À l’époque, les notions de propriété et de transmission étaient avant tout locales. Un champ, c’était plus qu’un champ, c’était la survie. Un puits, c’était plus qu’un puits, c’était la source de vie d’une famille, d’un village. On ne transmettait pas seulement des biens, on transmettait des responsabilités, un statut, un symbole d’appartenance. Dans ce contexte, l’héritage devenait presque sacré et chaque famille veillait sur son patrimoine comme sur un trésor. Les terres, parfois partagées entre cousins et petits-cousins, devenaient de véritables casse-têtes de lignes et de frontières invisibles pour des familles de plus en plus désunies.

Héritage ou Histoire ?

Il fallait ainsi se frayer un chemin dans un monde où les alliances matrimoniales étaient souvent conclues pour renforcer des clans et où l’héritage n’était pas une simple affaire familiale, mais un acte politique en soi. On voit bien, à travers les récits de l’époque, que l’enjeu de l’héritage pouvait déclencher autant de drames et de rixes qu’une saison entière de série dramatique. Imaginez les alliances brisées, les trahisons pour une parcelle de terre en plus, les ruses pour s’assurer d’être bien placé dans la liste des héritiers… Et si on ne pouvait pas compter sur un bout de terre, on léguait sa réputation, ses anecdotes glorieuses ou même, parfois, ses querelles d’honneur.

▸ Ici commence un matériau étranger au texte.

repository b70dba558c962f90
use metrics::{counter, gauge, Counter, Gauge};

use super::stage::StageError;

/// Internal telemetry for a single ingester.
#[derive(Clone)]
pub(super) struct IngestMetrics {
    pub received: Counter,
    pub dropped_oversized: Counter,
    pub dropped_malformed: Counter,
    pub dropped_empty: Counter,
    pub dropped_cancelled: Counter,
    pub dropped_submit_failed: Counter,
    pub rejected_unavailable: Counter,
    pub submitted: Counter,
    pub delivered: Counter,
    pub failed: Counter,
    pub resubmitted: Counter,
    pub abandoned: Counter,
    pub undelivered: Gauge,
}

impl IngestMetrics {
    pub fn new(source: &str) -> Self {
        let dropped = |reason: &'static str| {
            counter!("harbor_messages_dropped_total", "source" => source.to_string(), "reason" => reason)
        };

        Self {
            received: counter!("harbor_messages_received_total", "source" => source.to_string()),
            dropped_oversized: dropped("oversized"),
            dropped_malformed: dropped("malformed"),
            dropped_empty: dropped("empty"),
            dropped_cancelled: dropped("cancelled"),
            dropped_submit_failed: dropped("submit_failed"),
            rejected_unavailable: dropped("unavailable"),
            submitted: counter!("harbor_groups_submitted_total", "source" => source.to_string()),
            delivered: counter!("harbor_groups_delivered_total", "source" => source.to_string()),
            failed: counter!("harbor_groups_failed_total", "source" => source.to_string()),
            resubmitted: counter!("harbor_groups_resubmitted_total", "source" => source.to_string()),
            abandoned: counter!("harbor_groups_abandoned_total", "source" => source.to_string()),
            undelivered: gauge!("harbor_undelivered_groups", "source" => source.to_string()),
        }
    }

    pub fn dropped_for(&self, error: &StageError) -> &Counter {
        match error {
            StageError::PayloadTooLarge { .. } => &self.dropped_oversized,
            StageError::Decode { .. } | StageError::Parse { .. } => &self.dropped_malformed,
        }
    }
}
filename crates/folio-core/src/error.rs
//! Error types for the Folio core.

use thiserror::Error;

/// Validation errors for the identity fields of items and bags.
#[derive(Debug, Error, PartialEq, Eq)]
pub enum ValidationError {
    #[error("item title must not be empty")]
    EmptyTitle,

    #[error("bag name must not be empty")]
    EmptyName,
}
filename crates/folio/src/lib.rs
//! # Folio
//!
//! The in-memory core of a wiki-style content management backend: titled
//! content items, the bags that keep unique copies of them, and the
//! collections that digest them for change detection.
//!
//! ## Overview
//!
//! - **Item**: A titled content record with metadata. Plain data; callers
//!   assign the public fields directly.
//! - **Bag**: A named, uniqueness-keyed container of item copies. Last
//!   write wins on duplicate titles. Safe to share between request
//!   handlers.
//! - **Collection**: An append-only container that accumulates a Blake3
//!   digest over its entries in insertion order and tracks the highest
//!   modification timestamp. Serves caching layers as an ETag and
//!   Last-Modified source.
//!
//! Persistence, wire formats, markup rendering, and policy enforcement all
//! live in layers above this crate and consume it through `Bag::list`,
//! `Collection::hexdigest`, and `Bag::policy`.
//!
//! ## Usage
//!
//! ```rust
//! use folio::{Bag, Item, Items};
//!
//! fn example() -> folio::Result<()> {
//!     let bag = Bag::new("wiki")?;
//!
//!     let mut page = Item::new("HomePage")?;
//!     page.text = Some("Welcome".to_string());
//!     bag.add(&page);
//!
//!     // The bag holds a copy: further edits stay local.
//!     page.text = Some("draft".to_string());
//!     assert_eq!(bag.get("HomePage")?.text.as_deref(), Some("Welcome"));
//!
//!     // Digest a listing for change detection.
//!     let mut listing = Items::new();
//!     for item in bag.list() {
//!         listing.add(item);
//!     }
//!     let _etag = listing.hexdigest();
//!     Ok(())
//! }
//! # example().unwrap();
//! ```
//!
//! ## Re-exports
//!
//! This crate re-exports the component crates for convenience:
//!
//! - `folio::core` - Items, collections, digests
//! - `folio::store` - Bags and policies

pub mod error;

// Re-export component crates
pub use folio_core as core;
pub use folio_store as store;

// Re-export main types for convenience
pub use error::{FolioError, Result};

pub use folio_core::{
    current_timestring, Collection, CollectionItem, Item, Items, StoreHandle, StoreRef,
    ValidationError,
};
pub use folio_store::{Bag, Policy, StoreError};
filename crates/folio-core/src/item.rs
//! Item: the universal content record of the Folio store.
//!
//! An item corresponds to a page in a wiki system: some text plus the
//! metadata around it. An item is intentionally just a container of data.
//! It has no methods that change its own state; callers assign the public
//! fields directly. This keeps items trivial to copy, store, and serialize
//! in a diversity of ways.

use std::collections::HashMap;
use std::fmt;
use std::sync::Arc;

use chrono::Utc;
use serde::{Deserialize, Serialize};

use crate::error::ValidationError;

/// Opaque handle to the external storage collaborator that produced an
/// item. The core never calls into it; serialization layers may use it to
/// resolve lazily loaded content.
pub trait StoreHandle: fmt::Debug + Send + Sync {}

/// Shared reference to a [`StoreHandle`].
///
/// Cloning an item shares the handle rather than duplicating the
/// collaborator behind it.
pub type StoreRef = Arc<dyn StoreHandle>;

/// The current UTC time as a wiki timestring (`YYYYMMDDHHMMSS`).
///
/// Timestrings compare numerically in chronological order, which is what
/// [`Collection::modified`](crate::Collection::modified) relies on.
pub fn current_timestring() -> String {
    Utc::now().format("%Y%m%d%H%M%S").to_string()
}

/// A titled content record plus its metadata.
///
/// The `title` is the item's identity: it is required at construction and
/// keys the item inside a bag. Everything else is populated by the caller
/// after construction.
///
/// The `bag` and `recipe` fields record provenance, the name of the
/// container an item was served out of. They are usually set by internal
/// code, and they drive the digest the content-specialized collection
/// computes over listings.
#[derive(Debug, Clone, Serialize, Deserialize)]
pub struct Item {
    /// The name of the item. Required, unique within a bag.
    pub title: String,

    /// Timestring for when this item was created. Empty when unknown.
    pub created: String,

    /// Timestring for when this item last changed. Defaults to now.
    pub modified: String,

    /// Personage that last changed this item, if recorded.
    pub modifier: Option<String>,

    /// Descriptive tags, in the order the author wrote them.
    pub tags: Vec<String>,

    /// Arbitrary extended fields.
    pub fields: HashMap<String, String>,

    /// The content itself. Usually wikitext in some form, can be anything.
    pub text: Option<String>,

    /// Revision number assigned by a storage layer.
    pub revision: Option<u64>,

    /// Name of the bag this item came from, if any.
    pub bag: Option<String>,

    /// Name of the recipe this item came from, if any.
    pub recipe: Option<String>,

    /// The store that retrieved this item, if any. A reference to a
    /// collaborator, not part of the item's value: excluded from equality
    /// and serialization.
    #[serde(skip)]
    pub store: Option<StoreRef>,
}

impl Item {
    /// Create a new item. A non-empty title is required.
    pub fn new(title: impl Into<String>) -> Result<Self, ValidationError> {
        let title = title.into();
        if title.is_empty() {
            return Err(ValidationError::EmptyTitle);
        }
        Ok(Self {
            title,
            created: String::new(),
            modified: current_timestring(),
            modifier: None,
            tags: Vec::new(),
            fields: HashMap::new(),
            text: None,
            revision: None,
            bag: None,
            recipe: None,
            store: None,
        })
    }

    /// Create a new item already attributed to a bag.
    ///
    /// Usually used by internal code when materializing a bag's contents.
    pub fn with_bag(
        title: impl Into<String>,
        bag: impl Into<String>,
    ) -> Result<Self, ValidationError> {
        let mut item = Self::new(title)?;
        item.bag = Some(bag.into());
        Ok(item)
    }
}

impl PartialEq for Item {
    fn eq(&self, other: &Self) -> bool {
        self.title == other.title
            && self.created == other.created
            && self.modified == other.modified
            && self.modifier == other.modifier
            && self.tags == other.tags
            && self.fields == other.fields
            && self.text == other.text
            && self.revision == other.revision
            && self.bag == other.bag
            && self.recipe == other.recipe
    }
}

impl Eq for Item {}

impl fmt::Display for Item {
    fn fmt(&self, f: &mut fmt::Formatter<'_>) -> fmt::Result {
        write!(f, "{}", self.title)
    }
}
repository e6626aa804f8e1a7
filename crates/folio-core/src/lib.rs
//! # Folio Core
//!
//! Pure primitives for the Folio content store: items, collections, and
//! digests.
//!
//! This crate contains no I/O, no locking, no storage. It is pure computation
//! over content records.
//!
//! ## Key Types
//!
//! - [`Item`] - A titled content record with metadata
//! - [`Collection`] - An append-only container with a running content digest
//! - [`Items`] - The content-specialized collection used for listings
//!
//! ## Digests
//!
//! Collections accumulate a Blake3 digest over their entries, in insertion
//! order, and track the highest modification timestamp seen. Caching layers
//! read the digest as a change-detection token (an ETag source) and the
//! timestamp as a Last-Modified source. See [`collection`].

pub mod collection;
pub mod error;
pub mod item;

pub use collection::{Collection, CollectionItem, Items};
pub use error::ValidationError;
pub use item::{current_timestring, Item, StoreHandle, StoreRef};
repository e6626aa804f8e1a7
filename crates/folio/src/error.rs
//! Error types for the Folio facade.

use folio_core::ValidationError;
use folio_store::StoreError;
use thiserror::Error;

/// Errors surfaced by the Folio API.
#[derive(Debug, Error)]
pub enum FolioError {
    /// An identity field failed validation.
    #[error("validation error: {0}")]
    Validation(#[from] ValidationError),

    /// A container operation failed.
    #[error("store error: {0}")]
    Store(#[from] StoreError),
}

/// Result type for Folio operations.
pub type Result<T> = std::result::Result<T, FolioError>;
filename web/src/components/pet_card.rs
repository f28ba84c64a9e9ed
use leptos::prelude::*;

use crate::config::FrontendConfig;
use crate::types::Pet;

/// One pet as a tile on the vendor's pets page.
#[component]
pub fn PetCard(pet: Pet, config: FrontendConfig) -> impl IntoView {
    let image_src = config.image_url(&pet.image);

    view! {
        <div class="card" style="width: 18rem; float: left; margin: 10px;">
            <img
                class="card-img-top"
                src=image_src
                style="width: 18rem; height: 18rem; object-fit: cover;"
                alt=pet.name.clone()
            />
            <div class="card-body">
                <h5 class="card-title">{pet.name}</h5>
            </div>
        </div>
    }
}
mod navbar;
mod vendor_card;
mod pet_card;
mod loading;
mod empty_state;

pub use navbar::Navbar;
pub use vendor_card::VendorCard;
pub use pet_card::PetCard;
pub use loading::Loading;
pub use empty_state::EmptyState;
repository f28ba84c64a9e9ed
use leptos::prelude::*;

#[component]
pub fn Loading() -> impl IntoView {
    view! { <div class="loading">"Loading..."</div> }
}
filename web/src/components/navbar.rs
use leptos::prelude::*;
use leptos_router::components::A;

#[component]
pub fn Navbar() -> impl IntoView {
    view! {
        <nav class="navbar">
            <A href="/" attr:class="brand">"Pet Clinic"</A>
            <A href="/vendors">"Vendors"</A>
        </nav>
    }
}
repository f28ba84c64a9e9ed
use leptos::prelude::*;

#[component]
pub fn EmptyState(message: &'static str) -> impl IntoView {
    view! {
        <div class="empty-state">
            <p>{message}</p>
        </div>
    }
}
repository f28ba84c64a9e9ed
use leptos::prelude::*;

use crate::api;
use crate::components::{EmptyState, Loading, VendorCard};
use crate::config::FrontendConfig;

#[component]
pub fn VendorsPage() -> impl IntoView {
    let config = expect_context::<FrontendConfig>();

    let fetch_config = config.clone();
    let vendors = LocalResource::new(move || {
        let config = fetch_config.clone();
        async move { api::fetch_vendors(&config).await }
    });

    view! {
        <div class="container">
            <h1>"Vendors"</h1>
            <Suspense fallback=Loading>
                {move || {
                    let config = config.clone();
                    Suspend::new(async move {
                        match vendors.await {
                            Ok(vendor_list) => {
                                if vendor_list.is_empty() {
                                    view! { <EmptyState message="No vendors registered yet." /> }.into_any()
                                } else {
                                    view! {
                                        <div class="card-list">
                                            {vendor_list.into_iter().map(|vendor| {
                                                let config = config.clone();
                                                view! { <VendorCard vendor config /> }
                                            }).collect_view()}
                                        </div>
                                    }.into_any()
                                }
                            }
                            Err(e) => {
                                log::error!("failed to load vendors: {}", e);
                                view! { <div class="message message-error">"Error: " {e}</div> }.into_any()
                            }
                        }
                    })
                }}
            </Suspense>
        </div>
    }
}
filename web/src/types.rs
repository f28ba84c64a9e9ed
use serde::Deserialize;

/// shown whenever a vendor has no pet to take a thumbnail from
pub const FALLBACK_IMAGE: &str = "missing.png";

#[derive(Debug, Clone, Deserialize)]
pub struct Pet {
    pub name: String,
    pub image: String,
}

/// Vendor as delivered by the clinic backend. The frontend only reads it,
/// ownership stays with the backend.
#[derive(Debug, Clone, Deserialize)]
pub struct Vendor {
    pub name: String,
    pub pets: Vec<Pet>,
}

impl Vendor {
    /// filename for the card thumbnail - the first pet's image, or the
    /// fixed fallback for a vendor without pets
    pub fn card_image(&self) -> &str {
        self.pets
            .first()
            .map(|pet| pet.image.as_str())
            .unwrap_or(FALLBACK_IMAGE)
    }

    /// in-app route showing all pets of this vendor; the name goes in raw,
    /// the router decodes params on match
    pub fn pets_path(&self) -> String {
        format!("/pets/vendor/{}", self.name)
    }
}
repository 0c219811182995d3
//! Deadline and cancellation guard around a single attempt.

use std::future::Future;
use std::time::Duration;

use crate::{CancelToken, RequestError};

/// Runs `attempt` until it completes, `timeout` elapses, or `cancel` fires.
///
/// Whichever branch loses is dropped before returning: the timer is released
/// on success and the in-flight call is aborted on timeout or cancellation.
/// Aborting is best-effort; the remote side may still finish processing.
pub async fn guard<F, T>(attempt: F, timeout: Duration, cancel: &CancelToken) -> Result<T, RequestError>
where
    F: Future<Output = Result<T, RequestError>>,
{
    if cancel.is_cancelled() {
        return Err(RequestError::Cancelled);
    }

    tokio::select! {
        biased;
        _ = cancel.cancelled() => Err(RequestError::Cancelled),
        result = tokio::time::timeout(timeout, attempt) => match result {
            Ok(outcome) => outcome,
            Err(_) => {
                #[cfg(feature = "tracing")]
                tracing::warn!(timeout_ms = timeout.as_millis() as u64, "attempt timed out");
                Err(RequestError::Timeout)
            }
        },
    }
}

#[cfg(test)]
mod tests {
    use std::sync::{
        atomic::{AtomicBool, Ordering},
        Arc,
    };
    use std::time::Duration;

    use super::guard;
    use crate::{CancelToken, RequestError};

    struct DropFlag(Arc<AtomicBool>);

    impl Drop for DropFlag {
        fn drop(&mut self) {
            self.0.store(true, Ordering::SeqCst);
        }
    }

    #[tokio::test(start_paused = true)]
    async fn passes_through_fast_result() {
        let result = guard(
            async { Ok::<_, RequestError>(7) },
            Duration::from_secs(1),
            &CancelToken::new(),
        )
        .await;
        assert_eq!(result, Ok(7));
    }

    #[tokio::test(start_paused = true)]
    async fn passes_through_attempt_error() {
        let result: Result<(), _> = guard(
            async { Err(RequestError::Connection("refused".into())) },
            Duration::from_secs(1),
            &CancelToken::new(),
        )
        .await;
        assert_eq!(result, Err(RequestError::Connection("refused".into())));
    }

    #[tokio::test(start_paused = true)]
    async fn slow_attempt_times_out_and_is_dropped() {
        let dropped = Arc::new(AtomicBool::new(false));
        let flag = DropFlag(dropped.clone());
        let started = tokio::time::Instant::now();

        let result: Result<(), _> = guard(
            async move {
                let _flag = flag;
                tokio::time::sleep(Duration::from_secs(30)).await;
                Ok(())
            },
            Duration::from_millis(500),
            &CancelToken::new(),
        )
        .await;

        assert_eq!(result, Err(RequestError::Timeout));
        assert_eq!(started.elapsed(), Duration::from_millis(500));
        assert!(dropped.load(Ordering::SeqCst));
    }

    #[tokio::test(start_paused = true)]
    async fn cancellation_aborts_wait() {
        let cancel = CancelToken::new();
        let trigger = cancel.clone();
        tokio::spawn(async move {
            tokio::time::sleep(Duration::from_millis(100)).await;
            trigger.cancel();
        });
        let started = tokio::time::Instant::now();

        let result: Result<(), _> = guard(
            async {
                tokio::time::sleep(Duration::from_secs(30)).await;
                Ok(())
            },
            Duration::from_secs(10),
            &cancel,
        )
        .await;

        assert_eq!(result, Err(RequestError::Cancelled));
        assert!(started.elapsed() < Duration::from_secs(10));
    }

    #[tokio::test]
    async fn cancelled_token_skips_attempt() {
        let cancel = CancelToken::new();
        cancel.cancel();
        let ran = Arc::new(AtomicBool::new(false));
        let seen = ran.clone();

        let result: Result<(), _> = guard(
            async move {
                seen.store(true, Ordering::SeqCst);
                Ok(())
            },
            Duration::from_secs(1),
            &cancel,
        )
        .await;

        assert_eq!(result, Err(RequestError::Cancelled));
        assert!(!ran.load(Ordering::SeqCst));
    }
}
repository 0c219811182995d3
//! Retry decisions and the bounded retry loop.
//!
//! The loop moves through `Idle -> Attempting -> {Succeeded, Retrying, Failed}`;
//! `Retrying` returns to `Attempting` after the backoff delay.

use std::future::Future;
use std::time::Duration;

use tokio::time::{sleep, Instant};

use crate::{
    timeout::guard, Attempt, AttemptOutcome, CancelToken, ClientOptions, Execution, Outcome,
    RequestError,
};

/// Returns true when `error` is transient and another attempt is allowed.
pub fn should_retry(error: &RequestError, attempt_index: u32, options: &ClientOptions) -> bool {
    attempt_index < options.attempt_limit() && error.is_transient()
}

/// Delay to wait after attempt `attempt_index` failed.
///
/// `base_delay * backoff_multiplier^(attempt_index - 1)`, so the first retry
/// waits the base delay unscaled. Saturates instead of overflowing.
pub fn delay_for(attempt_index: u32, options: &ClientOptions) -> Duration {
    let exponent = attempt_index.saturating_sub(1).min(i32::MAX as u32) as i32;
    let factor = options.multiplier().powi(exponent);
    let nanos = options.base_delay().as_nanos() as f64 * factor;

    if nanos.is_finite() && nanos < u64::MAX as f64 {
        Duration::from_nanos(nanos.round() as u64)
    } else {
        Duration::from_nanos(u64::MAX)
    }
}

/// Runs `operation` under the timeout guard, retrying transient failures.
///
/// `operation` receives the 1-based attempt index. Exhausting the attempt
/// bound surfaces the last error only. Cancellation during an attempt or a
/// backoff wait ends the loop with [`RequestError::Cancelled`].
pub async fn run<F, Fut, T>(
    options: &ClientOptions,
    cancel: &CancelToken,
    mut operation: F,
) -> Execution<T>
where
    F: FnMut(u32) -> Fut,
    Fut: Future<Output = Result<T, RequestError>>,
{
    let mut attempts = Vec::new();
    let mut attempt = 1u32;

    loop {
        #[cfg(feature = "tracing")]
        tracing::debug!(attempt, max_attempts = options.attempt_limit(), "starting attempt");

        let started_at = Instant::now();
        let result = guard(operation(attempt), options.timeout(), cancel).await;
        let elapsed = started_at.elapsed();

        let error = match result {
            Ok(payload) => {
                attempts.push(Attempt {
                    index: attempt,
                    started_at,
                    elapsed,
                    outcome: AttemptOutcome::Success,
                });

                #[cfg(feature = "tracing")]
                tracing::debug!(attempt, "request succeeded");

                return Execution {
                    outcome: Outcome::Success(payload),
                    attempts,
                };
            }
            Err(error) => error,
        };

        attempts.push(Attempt {
            index: attempt,
            started_at,
            elapsed,
            outcome: if error.is_transient() {
                AttemptOutcome::Transient
            } else {
                AttemptOutcome::Fatal
            },
        });

        if !should_retry(&error, attempt, options) {
            #[cfg(feature = "tracing")]
            tracing::warn!(attempt, error = %error, "request failed");

            return Execution {
                outcome: Outcome::failure(error),
                attempts,
            };
        }

        let delay = delay_for(attempt, options);

        #[cfg(feature = "tracing")]
        tracing::debug!(
            attempt,
            delay_ms = delay.as_millis() as u64,
            error = %error,
            "retrying request after backoff"
        );

        tokio::select! {
            biased;
            _ = cancel.cancelled() => {
                return Execution {
                    outcome: Outcome::failure(RequestError::Cancelled),
                    attempts,
                };
            }
            _ = sleep(delay) => {}
        }

        attempt += 1;
    }
}
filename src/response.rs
use serde::de::DeserializeOwned;

use crate::RequestError;

/// Successful response payload. The body is kept as opaque text.
#[derive(Clone, Debug, PartialEq, Eq)]
pub struct Response {
    pub status: u16,
    pub body: String,
}

impl Response {
    /// Decodes the body as JSON.
    pub fn json<T: DeserializeOwned>(&self) -> Result<T, RequestError> {
        serde_json::from_str(&self.body).map_err(|err| {
            RequestError::Decode(format!("invalid response JSON: {err}; body: {}", self.body))
        })
    }
}
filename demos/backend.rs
//! Minimal currency converter backend for trying the client locally.
//!
//! ```bash
//! PORT=8080 cargo run --example backend
//! ```

use std::net::SocketAddr;

use axum::{
    extract::{Query, Request},
    http::StatusCode,
    middleware::{self, Next},
    response::{IntoResponse, Response},
    routing::{get, post},
    Json, Router,
};
use chrono::Utc;
use fxconvert_http::Currency;
use serde::Deserialize;
use serde_json::{json, Value as JsonValue};
use tracing_subscriber::{layer::SubscriberExt, util::SubscriberInitExt};

const API_VERSION: &str = "1.0.0";

fn rate(from: Currency, to: Currency) -> f64 {
    use Currency::*;
    match (from, to) {
        (Usd, Usd) | (Eur, Eur) | (Gbp, Gbp) | (Jpy, Jpy) => 1.0,
        (Usd, Eur) => 0.85,
        (Usd, Gbp) => 0.73,
        (Usd, Jpy) => 110.0,
        (Eur, Usd) => 1.18,
        (Eur, Gbp) => 0.86,
        (Eur, Jpy) => 129.5,
        (Gbp, Usd) => 1.37,
        (Gbp, Eur) => 1.16,
        (Gbp, Jpy) => 150.7,
        (Jpy, Usd) => 0.009,
        (Jpy, Eur) => 0.0077,
        (Jpy, Gbp) => 0.0066,
    }
}

fn supported() -> Vec<&'static str> {
    Currency::ALL.iter().map(Currency::code).collect()
}

/// Naive UTC ISO-8601 timestamp, e.g. `2024-05-01T12:00:00.123456`.
fn timestamp() -> String {
    Utc::now()
        .naive_utc()
        .format("%Y-%m-%dT%H:%M:%S%.f")
        .to_string()
}

fn bad_request(error: String, with_currencies: bool) -> Response {
    let body = if with_currencies {
        json!({"error": error, "supported_currencies": supported()})
    } else {
        json!({"error": error})
    };
    (StatusCode::BAD_REQUEST, Json(body)).into_response()
}

async fn health() -> Json<JsonValue> {
    tracing::info!("health check requested");
    Json(json!({
        "status": "healthy",
        "message": "Currency converter API is running",
        "version": API_VERSION,
        "timestamp": timestamp(),
        "supported_currencies": supported(),
    }))
}

async fn info() -> Json<JsonValue> {
    Json(json!({
        "name": "Currency Converter API",
        "version": API_VERSION,
        "endpoints": {
            "health": "GET /health",
            "convert": "POST /api/convert",
            "rates": "GET /api/rates",
        },
        "supported_currencies": supported(),
    }))
}

#[derive(Deserialize)]
struct RatesQuery {
    base: Option<String>,
}

async fn rates(Query(query): Query<RatesQuery>) -> Response {
    let requested = query.base.unwrap_or_else(|| "USD".to_owned()).to_uppercase();
    let Ok(base) = requested.parse::<Currency>() else {
        return bad_request(format!("Unsupported base currency: {requested}"), true);
    };

    let rates: serde_json::Map<String, JsonValue> = Currency::ALL
        .iter()
        .map(|to| (to.code().to_owned(), json!(rate(base, *to))))
        .collect();

    Json(json!({
        "base_currency": base.code(),
        "rates": rates,
        "timestamp": timestamp(),
    }))
    .into_response()
}

async fn convert(body: Option<Json<JsonValue>>) -> Response {
    let Some(Json(data)) = body else {
        return bad_request("No JSON data provided".to_owned(), false);
    };
    tracing::info!(request = %data, "conversion request");

    let amount = match data.get("amount") {
        None | Some(JsonValue::Null) => return bad_request("Amount is required".to_owned(), false),
        Some(JsonValue::Number(n)) => n.as_f64(),
        Some(JsonValue::String(s)) => s.trim().parse::<f64>().ok(),
        Some(_) => None,
    };
    let Some(amount) = amount.filter(|value| value.is_finite()) else {
        return bad_request("Amount must be a valid number".to_owned(), false);
    };
    if amount < 0.0 {
        return bad_request("Amount must be positive".to_owned(), false);
    }

    let field = |name: &str| {
        data.get(name)
            .and_then(JsonValue::as_str)
            .unwrap_or_default()
            .to_uppercase()
    };
    let (from, to) = (field("from"), field("to"));
    if from.is_empty() || to.is_empty() {
        return bad_request("Both from and to currencies are required".to_owned(), false);
    }
    let Ok(from_currency) = from.parse::<Currency>() else {
        return bad_request(format!("Unsupported source currency: {from}"), true);
    };
    let Ok(to_currency) = to.parse::<Currency>() else {
        return bad_request(format!("Unsupported target currency: {to}"), true);
    };

    let exchange_rate = rate(from_currency, to_currency);
    let converted_amount = (amount * exchange_rate * 100.0).round() / 100.0;
    tracing::info!(%amount, %from_currency, %converted_amount, %to_currency, "converted");

    Json(json!({
        "success": true,
        "original_amount": amount,
        "from_currency": from_currency.code(),
        "to_currency": to_currency.code(),
        "converted_amount": converted_amount,
        "exchange_rate": exchange_rate,
        "timestamp": timestamp(),
    }))
    .into_response()
}

async fn not_found() -> Response {
    (
        StatusCode::NOT_FOUND,
        Json(json!({
            "error": "Endpoint not found",
            "message": "The requested endpoint does not exist",
        })),
    )
        .into_response()
}

async fn log_request(request: Request, next: Next) -> Response {
    tracing::info!(method = %request.method(), path = %request.uri().path(), "request");
    let response = next.run(request).await;
    if response.status() == StatusCode::METHOD_NOT_ALLOWED {
        return (
            StatusCode::METHOD_NOT_ALLOWED,
            Json(json!({
                "error": "Method not allowed",
                "message": "The method is not allowed for this endpoint",
            })),
        )
            .into_response();
    }
    response
}

#[tokio::main]
async fn main() -> anyhow::Result<()> {
    tracing_subscriber::registry()
        .with(
            tracing_subscriber::EnvFilter::try_from_default_env()
                .unwrap_or_else(|_| "backend=info".into()),
        )
        .with(tracing_subscriber::fmt::layer())
        .init();

    let host = std::env::var("HOST").unwrap_or_else(|_| "127.0.0.1".to_owned());
    let port: u16 = std::env::var("PORT")
        .ok()
        .map(|value| value.parse())
        .transpose()?
        .unwrap_or(8080);
    let address: SocketAddr = format!("{host}:{port}").parse()?;

    let app = Router::new()
        .route("/health", get(health))
        .route("/api/info", get(info))
        .route("/api/rates", get(rates))
        .route("/api/convert", post(convert))
        .fallback(not_found)
        .layer(middleware::from_fn(log_request));

    let listener = tokio::net::TcpListener::bind(address).await?;
    tracing::info!(address = %listener.local_addr()?, version = API_VERSION, "currency converter API listening");
    axum::serve(listener, app).await?;
    Ok(())
}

Mais l’héritage, au Maroc, ne s’arrête pas aux frontières des douars ou aux vieilles querelles familiales. Il s’imprègne d’une culture où le lien avec la terre, le passé et la famille est omniprésent. L’héritage est ici l’ultime preuve d’appartenance à un groupe, d’adhésion à une lignée, à une mémoire collective ! Dans la société marocaine, l’héritage est aussi profondément lié à l’image de soi, au statut social. Avoir hérité signifie que l’on est « quelqu’un ». C’est un peu comme un certificat d’authenticité qui prouve que vous avez une histoire, une généalogie. Parfois, cette importance culturelle tourne au folklore : on rencontre des familles qui se disputent farouchement un petit morceau de terrain, un puits abandonné, ou même une simple recette qui rapporte gros, transmise de génération en génération. Le Marocain n’hérite donc pas de ce que l’on pourrait toucher ou voir, mais aussi de valeurs, d’un sens de la dignité et d’une place dans le « beau monde ».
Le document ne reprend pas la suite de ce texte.